[Stored items]
= = = =

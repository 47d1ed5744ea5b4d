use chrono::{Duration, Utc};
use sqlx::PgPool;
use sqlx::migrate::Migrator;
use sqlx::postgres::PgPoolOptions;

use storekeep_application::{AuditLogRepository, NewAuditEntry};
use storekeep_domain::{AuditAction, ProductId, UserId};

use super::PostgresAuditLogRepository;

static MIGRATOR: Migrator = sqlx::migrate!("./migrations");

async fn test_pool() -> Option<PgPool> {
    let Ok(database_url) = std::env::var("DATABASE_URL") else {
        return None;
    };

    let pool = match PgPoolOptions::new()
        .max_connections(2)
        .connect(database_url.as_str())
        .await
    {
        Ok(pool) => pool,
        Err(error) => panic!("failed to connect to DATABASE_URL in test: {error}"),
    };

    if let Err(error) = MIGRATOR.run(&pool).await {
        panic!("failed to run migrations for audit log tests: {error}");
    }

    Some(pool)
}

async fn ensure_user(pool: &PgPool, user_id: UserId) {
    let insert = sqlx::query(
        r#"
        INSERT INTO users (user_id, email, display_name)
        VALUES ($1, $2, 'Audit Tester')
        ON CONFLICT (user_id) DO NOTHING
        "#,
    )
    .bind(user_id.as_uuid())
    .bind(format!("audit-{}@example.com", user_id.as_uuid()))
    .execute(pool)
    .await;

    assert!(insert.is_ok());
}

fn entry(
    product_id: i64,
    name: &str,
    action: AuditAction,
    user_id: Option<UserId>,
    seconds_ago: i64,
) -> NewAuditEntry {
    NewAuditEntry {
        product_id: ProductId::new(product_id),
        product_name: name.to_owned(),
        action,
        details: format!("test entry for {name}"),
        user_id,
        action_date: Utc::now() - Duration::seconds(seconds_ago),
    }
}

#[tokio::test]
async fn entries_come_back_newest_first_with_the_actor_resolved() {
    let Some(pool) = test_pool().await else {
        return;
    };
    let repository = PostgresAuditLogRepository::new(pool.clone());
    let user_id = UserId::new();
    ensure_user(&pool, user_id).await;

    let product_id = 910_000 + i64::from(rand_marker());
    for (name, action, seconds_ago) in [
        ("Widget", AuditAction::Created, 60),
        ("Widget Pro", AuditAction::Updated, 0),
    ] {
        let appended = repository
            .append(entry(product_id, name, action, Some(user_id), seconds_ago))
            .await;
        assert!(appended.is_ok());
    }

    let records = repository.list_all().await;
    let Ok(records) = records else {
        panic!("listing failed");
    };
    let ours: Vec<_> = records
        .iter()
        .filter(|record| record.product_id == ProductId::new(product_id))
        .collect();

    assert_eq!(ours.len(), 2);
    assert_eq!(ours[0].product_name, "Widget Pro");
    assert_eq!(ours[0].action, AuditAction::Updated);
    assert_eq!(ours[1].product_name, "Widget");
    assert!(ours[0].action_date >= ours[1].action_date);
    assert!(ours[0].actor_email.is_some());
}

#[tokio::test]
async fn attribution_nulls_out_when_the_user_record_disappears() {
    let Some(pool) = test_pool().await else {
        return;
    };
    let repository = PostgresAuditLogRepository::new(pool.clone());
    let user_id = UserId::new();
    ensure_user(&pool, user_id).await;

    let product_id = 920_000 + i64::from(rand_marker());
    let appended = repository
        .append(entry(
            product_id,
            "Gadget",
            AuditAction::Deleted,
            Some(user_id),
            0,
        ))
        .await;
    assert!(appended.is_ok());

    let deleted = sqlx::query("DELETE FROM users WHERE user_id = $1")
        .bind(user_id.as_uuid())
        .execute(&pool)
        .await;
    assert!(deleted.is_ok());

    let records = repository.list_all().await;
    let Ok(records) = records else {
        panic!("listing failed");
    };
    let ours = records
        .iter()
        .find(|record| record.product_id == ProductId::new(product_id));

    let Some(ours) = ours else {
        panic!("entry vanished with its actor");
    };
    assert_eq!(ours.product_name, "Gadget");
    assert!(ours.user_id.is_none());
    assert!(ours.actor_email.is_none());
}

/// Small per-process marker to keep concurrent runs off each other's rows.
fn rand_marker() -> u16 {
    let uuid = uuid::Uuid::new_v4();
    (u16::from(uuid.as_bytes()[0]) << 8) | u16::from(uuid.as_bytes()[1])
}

= = = =

Task item:
Copy the records above, keeping every word the same.

Solution to the exercise:
repository 47d1ed5744ea5b4d
use chrono::{Duration, Utc};
use sqlx::PgPool;
use sqlx::migrate::Migrator;
use sqlx::postgres::PgPoolOptions;

use storekeep_application::{AuditLogRepository, NewAuditEntry};
use storekeep_domain::{AuditAction, ProductId, UserId};

use super::PostgresAuditLogRepository;

static MIGRATOR: Migrator = sqlx::migrate!("./migrations");

async fn test_pool() -> Option<PgPool> {
    let Ok(database_url) = std::env::var("DATABASE_URL") else {
        return None;
    };

    let pool = match PgPoolOptions::new()
        .max_connections(2)
        .connect(database_url.as_str())
        .await
    {
        Ok(pool) => pool,
        Err(error) => panic!("failed to connect to DATABASE_URL in test: {error}"),
    };

    if let Err(error) = MIGRATOR.run(&pool).await {
        panic!("failed to run migrations for audit log tests: {error}");
    }

    Some(pool)
}

async fn ensure_user(pool: &PgPool, user_id: UserId) {
    let insert = sqlx::query(
        r#"
        INSERT INTO users (user_id, email, display_name)
        VALUES ($1, $2, 'Audit Tester')
        ON CONFLICT (user_id) DO NOTHING
        "#,
    )
    .bind(user_id.as_uuid())
    .bind(format!("audit-{}@example.com", user_id.as_uuid()))
    .execute(pool)
    .await;

    assert!(insert.is_ok());
}

fn entry(
    product_id: i64,
    name: &str,
    action: AuditAction,
    user_id: Option<UserId>,
    seconds_ago: i64,
) -> NewAuditEntry {
    NewAuditEntry {
        product_id: ProductId::new(product_id),
        product_name: name.to_owned(),
        action,
        details: format!("test entry for {name}"),
        user_id,
        action_date: Utc::now() - Duration::seconds(seconds_ago),
    }
}

#[tokio::test]
async fn entries_come_back_newest_first_with_the_actor_resolved() {
    let Some(pool) = test_pool().await else {
        return;
    };
    let repository = PostgresAuditLogRepository::new(pool.clone());
    let user_id = UserId::new();
    ensure_user(&pool, user_id).await;

    let product_id = 910_000 + i64::from(rand_marker());
    for (name, action, seconds_ago) in [
        ("Widget", AuditAction::Created, 60),
        ("Widget Pro", AuditAction::Updated, 0),
    ] {
        let appended = repository
            .append(entry(product_id, name, action, Some(user_id), seconds_ago))
            .await;
        assert!(appended.is_ok());
    }

    let records = repository.list_all().await;
    let Ok(records) = records else {
        panic!("listing failed");
    };
    let ours: Vec<_> = records
        .iter()
        .filter(|record| record.product_id == ProductId::new(product_id))
        .collect();

    assert_eq!(ours.len(), 2);
    assert_eq!(ours[0].product_name, "Widget Pro");
    assert_eq!(ours[0].action, AuditAction::Updated);
    assert_eq!(ours[1].product_name, "Widget");
    assert!(ours[0].action_date >= ours[1].action_date);
    assert!(ours[0].actor_email.is_some());
}

#[tokio::test]
async fn attribution_nulls_out_when_the_user_record_disappears() {
    let Some(pool) = test_pool().await else {
        return;
    };
    let repository = PostgresAuditLogRepository::new(pool.clone());
    let user_id = UserId::new();
    ensure_user(&pool, user_id).await;

    let product_id = 920_000 + i64::from(rand_marker());
    let appended = repository
        .append(entry(
            product_id,
            "Gadget",
            AuditAction::Deleted,
            Some(user_id),
            0,
        ))
        .await;
    assert!(appended.is_ok());

    let deleted = sqlx::query("DELETE FROM users WHERE user_id = $1")
        .bind(user_id.as_uuid())
        .execute(&pool)
        .await;
    assert!(deleted.is_ok());

    let records = repository.list_all().await;
    let Ok(records) = records else {
        panic!("listing failed");
    };
    let ours = records
        .iter()
        .find(|record| record.product_id == ProductId::new(product_id));

    let Some(ours) = ours else {
        panic!("entry vanished with its actor");
    };
    assert_eq!(ours.product_name, "Gadget");
    assert!(ours.user_id.is_none());
    assert!(ours.actor_email.is_none());
}

/// Small per-process marker to keep concurrent runs off each other's rows.
fn rand_marker() -> u16 {
    let uuid = uuid::Uuid::new_v4();
    (u16::from(uuid.as_bytes()[0]) << 8) | u16::from(uuid.as_bytes()[1])
}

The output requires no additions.